If your Social Security check is small, a hold-harmless provision ensures that your net Social Security benefit (your Social Security benefit minus the Medicare premium withholding) does not go down. For example, let's say your Social Security benefit only goes up by $5. If Medicare Part B premium goes up by $10, you would be protected, and your Medicare premium would only go up by $5. But you're not permanently protected. The next time you have a significant COLA increase, such as this year's 5.9%, the Medicare premium catches back up to everyone else's rate: $158.50 (unless you pay more because of something like IRMA).
The Earnings Test in 2022
The earnings test applies if you're claiming Social Security benefits before you reach your Full Retirement Age (FRA). Once you reach the month of your FRA, there is no more earnings test. As a result, you can earn as much as you want, and your Social Security will not be reduced.
But before your FRA (which is somewhere between ages 66 and 67), if you make more in 2022 than $19,560 ($1,630 a month), your Social Security benefit will be reduced by $1 for every $2 you earn above that figure from work (not from pensions, dividends, interest, etc.). But in the year you reach FRA, in the months before your FRA, you can earn up to $51,960 ($4,210 a month) before triggering the earnings test adjustment. And your offset will only be $1 for every $3 of excess earnings.
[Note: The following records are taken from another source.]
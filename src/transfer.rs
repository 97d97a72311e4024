//! `Transfer` / `TransferManager`, the family-independent USB transfer
//! lifecycle, spec.md §3/§4.3.
//!
//! Grounded in `examples/original_source/modules/serial/usb/common/types.h`
//! (`HCIProcessReason`/`HCIProcessEvent`/`HCIProcessReasonScanContext`) and
//! `manager.c` (`struct usb_controller_endpoint` toggle tracking). Family
//! modules drive this through [`TransferManager::scan`] rather than walking
//! their own descriptor chains directly, so toggle resync and completion
//! bookkeeping live in exactly one place.

extern crate alloc;

use alloc::collections::BTreeMap;
use alloc::vec::Vec;

use crate::dma::SgTable;
use crate::pool::Handle;
use crate::scheduler::{Direction, Speed};
use crate::util::{Error, Result};

#[derive(Debug, Clone, Copy, PartialEq, Eq)]
pub enum TransferKind {
    Control,
    Bulk,
    Interrupt,
    Isochronous,
}

/// Mirrors `enum HCIProcessReason`, why a family is being asked to look at
/// one of its queues right now.
#[derive(Debug, Clone, Copy, PartialEq, Eq)]
pub enum ProcessReason {
    Dump,
    Scan,
    Reset,
    FixToggle,
    Link,
    Unlink,
    Cleanup,
}

/// Mirrors `enum HCIProcessEvent`, a one-shot controller-level event, not
/// tied to any one queue.
#[derive(Debug, Clone, Copy, PartialEq, Eq)]
pub enum ProcessEvent {
    ResetDone,
}

/// Status visible to the client once a transfer finishes, spec.md §3. Kept
/// distinct from [`crate::util::Error`] even though the values overlap 1:1,
/// because a `TransferStatus` is a terminal outcome attached to a transfer
/// record, not a `Result::Err` bubbling out of a fallible call.
#[derive(Debug, Clone, Copy, PartialEq, Eq)]
pub enum TransferStatus {
    NotProcessed,
    Queued,
    InProgress,
    Finished,
    Short,
    Stall,
    Babble,
    BufferError,
    Nak,
    Invalid,
    NoBandwidth,
}

impl From<Error> for TransferStatus {
    fn from(err: Error) -> Self {
        match err {
            Error::Stall => TransferStatus::Stall,
            Error::Babble => TransferStatus::Babble,
            Error::BufferError => TransferStatus::BufferError,
            Error::Nak => TransferStatus::Nak,
            Error::Short => TransferStatus::Short,
            Error::NoBandwidth => TransferStatus::NoBandwidth,
            Error::InvalidToggles | Error::Invalid | Error::NoResponse | Error::Unknown | Error::Timeout => {
                TransferStatus::Invalid
            }
            _ => TransferStatus::Invalid,
        }
    }
}

bitflags::bitflags! {
    pub struct TransferFlags: u8 {
        /// Short packets are a normal completion, not an error (bulk reads
        /// of unknown length).
        const SHORT_OK = 1 << 0;
        /// Isochronous transfer: no retry, no toggle tracking.
        const ISOCHRONOUS = 1 << 1;
    }
}

/// Addresses one endpoint for toggle-tracking purposes, keyed by the full
/// `(hub, port, device address, endpoint, direction)` tuple rather than just
/// `(device, endpoint)`, a device address is only unique under one hub/port
/// at a time during re-enumeration, matching `struct usb_controller_endpoint`
/// in `examples/original_source/modules/serial/usb/common/manager.c`.
/// Control endpoints track a single toggle shared by both directions, per
/// USB 2.0 §8.6.1, callers pass `Direction::Out` for control consistently.
#[derive(Debug, Clone, Copy, PartialEq, Eq, PartialOrd, Ord)]
pub struct EndpointIdentifier {
    pub hub: u8,
    pub port: u8,
    pub device_address: u8,
    pub endpoint: u8,
    pub direction_bit: u8,
}

impl EndpointIdentifier {
    pub fn new(device_address: u8, endpoint: u8, direction: Direction) -> Self {
        Self::on_hub_port(0, 0, device_address, endpoint, direction)
    }

    pub fn on_hub_port(hub: u8, port: u8, device_address: u8, endpoint: u8, direction: Direction) -> Self {
        let direction_bit = if endpoint == 0 { 0 } else { matches!(direction, Direction::In) as u8 };
        Self { hub, port, device_address, endpoint, direction_bit }
    }
}

/// A queued or in-flight USB transfer, spec.md §3.
pub struct Transfer {
    pub kind: TransferKind,
    pub direction: Direction,
    pub speed: Speed,
    pub endpoint: EndpointIdentifier,
    pub max_packet_size: u16,
    /// `log2` of the polling interval the client requested, for periodic kinds.
    pub interval_log2: u8,
    pub sg_table: SgTable,
    pub flags: TransferFlags,
    pub status: TransferStatus,
    /// Root descriptor of this transfer's chain in its family's pool, opaque
    /// to this module, set by the family once it builds the chain.
    pub root_element: Option<Handle>,
    pub chain_length: u32,
    pub elements_total: u32,
    pub elements_completed: u32,
    pub bytes_transferred: usize,
}

impl Transfer {
    pub fn new(
        kind: TransferKind,
        direction: Direction,
        speed: Speed,
        endpoint: EndpointIdentifier,
        max_packet_size: u16,
        sg_table: SgTable,
        flags: TransferFlags,
    ) -> Self {
        Self {
            kind,
            direction,
            speed,
            endpoint,
            max_packet_size,
            interval_log2: 0,
            sg_table,
            flags,
            status: TransferStatus::NotProcessed,
            root_element: None,
            chain_length: 0,
            elements_total: 0,
            elements_completed: 0,
            bytes_transferred: 0,
        }
    }

    pub fn is_done(&self) -> bool {
        !matches!(self.status, TransferStatus::NotProcessed | TransferStatus::Queued | TransferStatus::InProgress)
    }
}

/// Per-transfer progress a family reports back after walking its queue, the
/// Rust shape of `HCIProcessReasonScanContext`.
#[derive(Debug, Clone, Copy, Default)]
pub struct ScanContext {
    pub elements_executed: u32,
    pub elements_processed: u32,
    pub last_toggle: Option<bool>,
    pub short: bool,
    pub bytes_transferred: usize,
    pub result: Option<Error>,
}

/// Owns the transfer table and the per-endpoint toggle map; family modules
/// own the hardware descriptor chains and call back into this to record
/// completion, exactly the division of labour in spec.md §4.3.
pub struct TransferManager {
    transfers: BTreeMap<u32, Transfer>,
    next_id: u32,
    toggles: BTreeMap<EndpointIdentifier, bool>,
}

impl TransferManager {
    pub fn new() -> Self {
        Self { transfers: BTreeMap::new(), next_id: 1, toggles: BTreeMap::new() }
    }

    /// Register a transfer as queued, returning the id clients reference it by.
    /// `UsbManagerCreateTransfer`'s entry point.
    pub fn submit(&mut self, mut transfer: Transfer) -> u32 {
        transfer.status = TransferStatus::Queued;
        let id = self.next_id;
        self.next_id += 1;
        self.transfers.insert(id, transfer);
        id
    }

    /// Alias for [`Self::submit`] under the original's name.
    pub fn queue_transfer(&mut self, transfer: Transfer) -> u32 {
        self.submit(transfer)
    }

    pub fn get(&self, id: u32) -> Option<&Transfer> {
        self.transfers.get(&id)
    }

    pub fn get_mut(&mut self, id: u32) -> Option<&mut Transfer> {
        self.transfers.get_mut(&id)
    }

    /// Remove and return a finished transfer, e.g. once the client has
    /// collected its status.
    pub fn take(&mut self, id: u32) -> Option<Transfer> {
        self.transfers.remove(&id)
    }

    /// Drop a transfer regardless of status, `HCIPROCESS_REASON_UNLINK`'s
    /// bookkeeping half, called once the family has unlinked the chain.
    pub fn dequeue(&mut self, id: u32) {
        self.transfers.remove(&id);
    }

    /// Current data toggle for `endpoint`; `false` (DATA0) if never recorded.
    pub fn toggle(&self, endpoint: EndpointIdentifier) -> bool {
        self.toggles.get(&endpoint).copied().unwrap_or(false)
    }

    pub fn set_toggle(&mut self, endpoint: EndpointIdentifier, toggle: bool) {
        self.toggles.insert(endpoint, toggle);
    }

    /// `HCIPROCESS_REASON_FIXTOGGLE`: force an endpoint's toggle to a known
    /// value, used after a stall recovery or `ClearFeature(ENDPOINT_HALT)`.
    pub fn reset_toggle(&mut self, endpoint: EndpointIdentifier) {
        self.toggles.insert(endpoint, false);
    }

    /// Apply a family's scan result to a transfer: advance progress, resync
    /// the endpoint's toggle if the hardware's last toggle disagrees with our
    /// bookkeeping, and compute the final [`TransferStatus`] once the chain is
    /// fully processed or an error terminates it early.
    pub fn apply_scan(&mut self, id: u32, ctx: ScanContext) -> Result<()> {
        let transfer = self.transfers.get_mut(&id).ok_or(Error::Invalid)?;
        transfer.elements_executed_or_processed(ctx.elements_executed, ctx.elements_processed);
        transfer.bytes_transferred += ctx.bytes_transferred;

        if let Some(toggle) = ctx.last_toggle {
            self.toggles.insert(transfer_endpoint(transfer), toggle);
        }

        if let Some(err) = ctx.result {
            transfer.status = err.into();
            return Ok(());
        }

        if ctx.short && !transfer.flags.contains(TransferFlags::SHORT_OK) {
            transfer.status = TransferStatus::Short;
            return Ok(());
        } else if ctx.short {
            transfer.status = TransferStatus::Finished;
            return Ok(());
        }

        if transfer.elements_completed >= transfer.elements_total && transfer.elements_total > 0 {
            transfer.status = TransferStatus::Finished;
        } else if transfer.status == TransferStatus::Queued {
            transfer.status = TransferStatus::InProgress;
        }
        Ok(())
    }

    /// `UsbManagerTransferFinish`: force a transfer straight to a terminal
    /// status, bypassing the normal scan-driven progression, used when the
    /// embedder cancels a transfer outright (device disconnect) rather than
    /// letting it run to completion or failure through `apply_scan`.
    pub fn finalize(&mut self, id: u32, status: TransferStatus) -> Result<()> {
        let transfer = self.transfers.get_mut(&id).ok_or(Error::Invalid)?;
        transfer.status = status;
        Ok(())
    }
}

impl Default for TransferManager {
    fn default() -> Self {
        Self::new()
    }
}

impl Transfer {
    fn elements_executed_or_processed(&mut self, executed: u32, processed: u32) {
        self.elements_completed += processed;
        let _ = executed;
    }
}

fn transfer_endpoint(transfer: &Transfer) -> EndpointIdentifier {
    transfer.endpoint
}

#[cfg(test)]
mod tests {
    use super::*;
    use crate::dma::SgTable;

    fn ep(n: u8, dir: Direction) -> EndpointIdentifier {
        EndpointIdentifier::new(1, n, dir)
    }

    fn sample_transfer() -> Transfer {
        let mut t = Transfer::new(
            TransferKind::Bulk,
            Direction::In,
            Speed::High,
            ep(1, Direction::In),
            512,
            SgTable::new(),
            TransferFlags::empty(),
        );
        t.elements_total = 2;
        t
    }

    #[test]
    fn submit_marks_queued_and_is_retrievable() {
        let mut mgr = TransferManager::new();
        let id = mgr.submit(sample_transfer());
        assert_eq!(mgr.get(id).unwrap().status, TransferStatus::Queued);
    }

    #[test]
    fn apply_scan_completes_after_all_elements_processed() {
        let mut mgr = TransferManager::new();
        let id = mgr.submit(sample_transfer());
        mgr.apply_scan(id, ScanContext { elements_processed: 1, elements_executed: 1, ..Default::default() }).unwrap();
        assert_eq!(mgr.get(id).unwrap().status, TransferStatus::InProgress);
        mgr.apply_scan(id, ScanContext { elements_processed: 1, elements_executed: 1, ..Default::default() }).unwrap();
        assert_eq!(mgr.get(id).unwrap().status, TransferStatus::Finished);
    }

    #[test]
    fn short_packet_without_short_ok_flag_is_an_error() {
        let mut mgr = TransferManager::new();
        let id = mgr.submit(sample_transfer());
        mgr.apply_scan(id, ScanContext { short: true, elements_processed: 1, ..Default::default() }).unwrap();
        assert_eq!(mgr.get(id).unwrap().status, TransferStatus::Short);
    }

    #[test]
    fn short_packet_with_short_ok_flag_finishes_cleanly() {
        let mut mgr = TransferManager::new();
        let mut t = sample_transfer();
        t.flags = TransferFlags::SHORT_OK;
        let id = mgr.submit(t);
        mgr.apply_scan(id, ScanContext { short: true, elements_processed: 1, ..Default::default() }).unwrap();
        assert_eq!(mgr.get(id).unwrap().status, TransferStatus::Finished);
    }

    #[test]
    fn scan_result_error_maps_to_transfer_status() {
        let mut mgr = TransferManager::new();
        let id = mgr.submit(sample_transfer());
        mgr.apply_scan(id, ScanContext { result: Some(Error::Stall), ..Default::default() }).unwrap();
        assert_eq!(mgr.get(id).unwrap().status, TransferStatus::Stall);
    }

    #[test]
    fn toggle_resyncs_from_scan_context() {
        let mut mgr = TransferManager::new();
        let id = mgr.submit(sample_transfer());
        assert_eq!(mgr.toggle(ep(1, Direction::In)), false);
        mgr.apply_scan(id, ScanContext { last_toggle: Some(true), elements_processed: 1, ..Default::default() }).unwrap();
        assert_eq!(mgr.toggle(ep(1, Direction::In)), true);
    }

    #[test]
    fn fix_toggle_forces_data0() {
        let mut mgr = TransferManager::new();
        let endpoint = ep(2, Direction::Out);
        mgr.set_toggle(endpoint, true);
        assert_eq!(mgr.toggle(endpoint), true);
        mgr.reset_toggle(endpoint);
        assert_eq!(mgr.toggle(endpoint), false);
    }
}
But that withholding is not lost to you. Once you reach FRA, Social Security will recalculate your retirement benefit check and give you credit for what was withheld. You won't receive a lump sum. Instead, it will be paid out over your life expectancy.
However, that doesn't apply to survivor and spousal benefits. If you take a hit due to the earnings test and have survivor or spousal benefits in place, those benefits do not adjust back up when you reach FRA. The loss is temporary for you but permanent for those receiving survivor or spousal benefits on your record.
The Maximum Taxable Earnings and Maximum Payouts in 2022
The maximum earnings subject to Social Security taxes in 2021 was $142,800 (of earned income, not investments). The tax on that was 6.2% for you and 6.2% for your employer. If you're self-employed, you pay both parts, and Medicare makes up the other 1.45% of that tax. In 2022, up to $147,000 can be taxed.
The maximum monthly payout at FRA was capped at $3,148 in 2021 but is increasing to $3,345 in 2022. This requires waiting for your FRA to collect benefits and having at least 35 years in which you hit or exceeded the maximum taxable earnings for that year. You can exceed those caps by waiting up to age 70 to claim your benefits and earn delayed retirement credits. The maximum in 2022 is then $4,194 a month.
Other Changes in Store for 2022
In 2022, we will see the final scheduled increase for the Full Retirement Age. It will go from 66 years and 10 months (for those born in 1959) to 67 years (for those born in 1960 or later).
Lastly, the bar to qualify for a retirement benefit requires earning 40 lifetime work credits, earned four credits per year. In 2021, an income credit was awarded for every $1,470 of earned income, or $5,880 a year. In 2022, the single credit requires $1,510 of earned income, or $6,040 a year.